Photo by Kentaro Toma/Unsplash/Alamy
The bare necessities.
A class of high school students in Boston, Massachusetts, weren’t expecting to be transported to their field trip via a decked-out stripper bus, but it was a ride they’ll never forget.
The bus was your regular stripper bus, coming with a pole and neon LED lights. However, the class teacher was disgruntled with the education system about how this experience happened in the first place. The 11th-grade Advanced Placement Language and Composition teacher Jim Mayers from Brookie Charter High School said that the original charter bus had fallen through in a since-deleted tweet reported by Mass Live on Monday.
“It is a funny story, but there actually is a real bus shortage, and it speaks to major flaws in our education system,” he said in another tweet while confirming that the field trip was a success. Mayers’ original recently deleted tweet went viral, and many found it hilarious to see these students get from point A to B through a stripper bus. That said, he is now using the attention received from the initial tweet to shine a light on the educational inequities and other issues that the country’s schools are facing on a day-to-day basis.
Photo by Jim Mayers via Twitter
“I’m worried that there is too much attention being paid to the tweet itself, or simply the fact that it went viral, instead of attending to the many systemic issues that are facing not just my students, but students all across the country,” Mayers wrote in another tweet featuring screenshots of a blurb in his notes app.

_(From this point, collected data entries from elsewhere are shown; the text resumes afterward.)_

//! Application router configuration and the JSON API handlers.

use axum::{
    Json, Router,
    http::StatusCode,
    response::{IntoResponse, Response},
    routing::{get, post, put},
};
use serde_json::json;

use crate::AppState;

mod auth;
pub(crate) mod endpoints;
mod expenses;
mod extract;
mod reports;
mod users;

/// Return a router with all the app's routes.
///
/// Every route except registration, log-in and log-out requires a session
/// token. The [crate::AuthenticatedUser] extractor enforces this per handler.
pub fn build_router(state: AppState) -> Router {
    let auth_routes = Router::new()
        .route(endpoints::REGISTER, post(auth::register_endpoint))
        .route(endpoints::LOG_IN, post(auth::log_in_endpoint))
        .route(endpoints::VALIDATE_TOKEN, post(auth::validate_token_endpoint))
        .route(endpoints::CHANGE_PASSWORD, post(auth::change_password_endpoint))
        .route(endpoints::LOG_OUT, post(auth::log_out_endpoint));

    let expense_routes = Router::new()
        .route(
            endpoints::EXPENSES,
            get(expenses::list_expenses_endpoint).post(expenses::create_expense_endpoint),
        )
        .route(
            endpoints::EXPENSE,
            get(expenses::get_expense_endpoint)
                .put(expenses::update_expense_endpoint)
                .delete(expenses::delete_expense_endpoint),
        )
        .route(endpoints::EXPENSE_SUMMARY, get(expenses::summary_endpoint))
        .route(
            endpoints::EXPENSE_CATEGORIES,
            get(expenses::categories_endpoint),
        )
        .route(endpoints::EXPORT_CSV, get(expenses::export_csv_endpoint));

    let report_routes = Router::new()
        .route(
            endpoints::MONTHLY_SUMMARY,
            get(reports::monthly_summary_endpoint),
        )
        .route(
            endpoints::MONTHLY_CATEGORY_SUMMARY,
            get(reports::monthly_category_summary_endpoint),
        )
        .route(
            endpoints::CATEGORY_TOTALS,
            get(reports::category_totals_endpoint),
        )
        .route(
            endpoints::PAYMENT_METHOD_TOTALS,
            get(reports::payment_method_totals_endpoint),
        )
        .route(
            endpoints::CASH_UPI_TOTALS,
            get(reports::cash_upi_totals_endpoint),
        )
        .route(endpoints::DASHBOARD, get(reports::dashboard_endpoint));

    auth_routes
        .merge(expense_routes)
        .merge(report_routes)
        .route(endpoints::BUDGET, put(users::update_budget_endpoint))
        .fallback(get_404_not_found)
        .with_state(state)
}

async fn get_404_not_found() -> Response {
    (
        StatusCode::NOT_FOUND,
        Json(json!({ "error": "no route matches this path" })),
    )
        .into_response()
}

A prime example of these educational mishaps are the many school districts seeing a shortage of bus drivers and having trouble hiring more. This results in individual schools finding creative ways to shuttle kids back and forth. One of the more interesting ways was in Massachusetts as well, where schools would enlist National Guard members to drive their transportation vans.
The initial tweet Mayers sent out was meant to do nothing more than give teachers a laugh, but now that he’s got their attention, he wants to unveil the many issues with the educational system. “If it’s gotten people to talk about the overall infrastructure of our education system, and the different ways schools are prioritized, then that’s good too,” he wrote in the tweet above.
Following this, Mayers encouraged readers to attend their local school board meeting at the next chance they get to begin making changes for the future of tomorrow.